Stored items
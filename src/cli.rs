use clap::Parser;
use std::path::PathBuf;

use crate::options::{OutputFormat, ValidationOptions};

/// Validate HTML documents with the Nu HTML Checker (vnu.jar)
#[derive(Parser, Debug, Clone)]
#[command(name = "w3c-validator")]
#[command(about = "Validate HTML files, globs and URLs with the Nu HTML Checker")]
#[command(version)]
pub struct Cli {
    /// File, directory, glob or URL to validate (defaults to the current directory)
    #[arg(short = 'i', long = "input", value_name = "PATH")]
    pub input: Option<String>,

    /// Substitute ASCII quotation marks for Unicode smart quotes in messages
    #[arg(short = 'a', long = "asciiquotes")]
    pub asciiquotes: bool,

    /// Report only error-level messages and non-document errors
    #[arg(short = 'e', long = "errors-only")]
    pub errors_only: bool,

    /// File of regular expressions; matching messages are dropped (not yet forwarded)
    #[arg(long = "filterfile", value_name = "FILE")]
    pub filterfile: Option<PathBuf>,

    /// Regular expression; matching messages are dropped (not yet forwarded)
    #[arg(long = "filterpattern", value_name = "PATTERN")]
    pub filterpattern: Option<String>,

    /// Output format for reporting the results
    #[arg(short = 'f', long = "format", value_enum)]
    pub format: Option<OutputFormat>,

    /// Skip documents without *.html, *.htm, *.xhtml or *.xht extensions
    #[arg(short = 's', long = "skip-non-html")]
    pub skip_non_html: bool,

    /// Parse *.xhtml and *.xht documents with the HTML parser
    #[arg(short = 'H', long = "html")]
    pub html: bool,

    /// Disable language detection (not yet forwarded)
    #[arg(long = "no-langdetect")]
    pub no_langdetect: bool,

    /// Parse in buffered mode instead of streaming mode
    #[arg(long = "no-stream")]
    pub no_stream: bool,

    /// Verbose output (names of checked files are written to stdout)
    #[arg(short = 'v', long = "verbose")]
    pub verbose: bool,

    /// Write the report to this path instead of the console
    #[arg(short = 'o', long = "output", value_name = "PATH")]
    pub output: Option<PathBuf>,

    /// Configuration file (TOML or JSON)
    #[arg(short = 'c', long = "config", value_name = "FILE")]
    pub config: Option<PathBuf>,

    /// Java executable used to run the validator
    #[arg(long = "java", value_name = "PROGRAM")]
    pub java: Option<String>,

    /// Location of vnu.jar
    #[arg(long = "vnu-jar", value_name = "JAR")]
    pub vnu_jar: Option<PathBuf>,

    /// Print the validator's version and exit
    #[arg(long = "validator-version")]
    pub validator_version: bool,
}

impl Cli {
    pub fn parse_args() -> Self {
        Self::parse()
    }

    /// Options set on the command line; flags that were not given stay unset
    pub fn to_options(&self) -> ValidationOptions {
        let flag = |set: bool| set.then_some(true);

        ValidationOptions {
            format: self.format,
            asciiquotes: flag(self.asciiquotes),
            errors_only: flag(self.errors_only),
            exit_zero_always: None,
            skip_non_html: flag(self.skip_non_html),
            html: flag(self.html),
            stream: self.no_stream.then_some(false),
            verbose: flag(self.verbose),
            version: flag(self.validator_version),
            output: self.output.clone().filter(|p| !p.as_os_str().is_empty()),
        }
    }
}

#### What is being asked:
Nothing above should be left out; write out every record exactly.

#### Solution to this problem:
filename src/cli.rs
use clap::Parser;
use std::path::PathBuf;

use crate::options::{OutputFormat, ValidationOptions};

/// Validate HTML documents with the Nu HTML Checker (vnu.jar)
#[derive(Parser, Debug, Clone)]
#[command(name = "w3c-validator")]
#[command(about = "Validate HTML files, globs and URLs with the Nu HTML Checker")]
#[command(version)]
pub struct Cli {
    /// File, directory, glob or URL to validate (defaults to the current directory)
    #[arg(short = 'i', long = "input", value_name = "PATH")]
    pub input: Option<String>,

    /// Substitute ASCII quotation marks for Unicode smart quotes in messages
    #[arg(short = 'a', long = "asciiquotes")]
    pub asciiquotes: bool,

    /// Report only error-level messages and non-document errors
    #[arg(short = 'e', long = "errors-only")]
    pub errors_only: bool,

    /// File of regular expressions; matching messages are dropped (not yet forwarded)
    #[arg(long = "filterfile", value_name = "FILE")]
    pub filterfile: Option<PathBuf>,

    /// Regular expression; matching messages are dropped (not yet forwarded)
    #[arg(long = "filterpattern", value_name = "PATTERN")]
    pub filterpattern: Option<String>,

    /// Output format for reporting the results
    #[arg(short = 'f', long = "format", value_enum)]
    pub format: Option<OutputFormat>,

    /// Skip documents without *.html, *.htm, *.xhtml or *.xht extensions
    #[arg(short = 's', long = "skip-non-html")]
    pub skip_non_html: bool,

    /// Parse *.xhtml and *.xht documents with the HTML parser
    #[arg(short = 'H', long = "html")]
    pub html: bool,

    /// Disable language detection (not yet forwarded)
    #[arg(long = "no-langdetect")]
    pub no_langdetect: bool,

    /// Parse in buffered mode instead of streaming mode
    #[arg(long = "no-stream")]
    pub no_stream: bool,

    /// Verbose output (names of checked files are written to stdout)
    #[arg(short = 'v', long = "verbose")]
    pub verbose: bool,

    /// Write the report to this path instead of the console
    #[arg(short = 'o', long = "output", value_name = "PATH")]
    pub output: Option<PathBuf>,

    /// Configuration file (TOML or JSON)
    #[arg(short = 'c', long = "config", value_name = "FILE")]
    pub config: Option<PathBuf>,

    /// Java executable used to run the validator
    #[arg(long = "java", value_name = "PROGRAM")]
    pub java: Option<String>,

    /// Location of vnu.jar
    #[arg(long = "vnu-jar", value_name = "JAR")]
    pub vnu_jar: Option<PathBuf>,

    /// Print the validator's version and exit
    #[arg(long = "validator-version")]
    pub validator_version: bool,
}

impl Cli {
    pub fn parse_args() -> Self {
        Self::parse()
    }

    /// Options set on the command line; flags that were not given stay unset
    pub fn to_options(&self) -> ValidationOptions {
        let flag = |set: bool| set.then_some(true);

        ValidationOptions {
            format: self.format,
            asciiquotes: flag(self.asciiquotes),
            errors_only: flag(self.errors_only),
            exit_zero_always: None,
            skip_non_html: flag(self.skip_non_html),
            html: flag(self.html),
            stream: self.no_stream.then_some(false),
            verbose: flag(self.verbose),
            version: flag(self.validator_version),
            output: self.output.clone().filter(|p| !p.as_os_str().is_empty()),
        }
    }
}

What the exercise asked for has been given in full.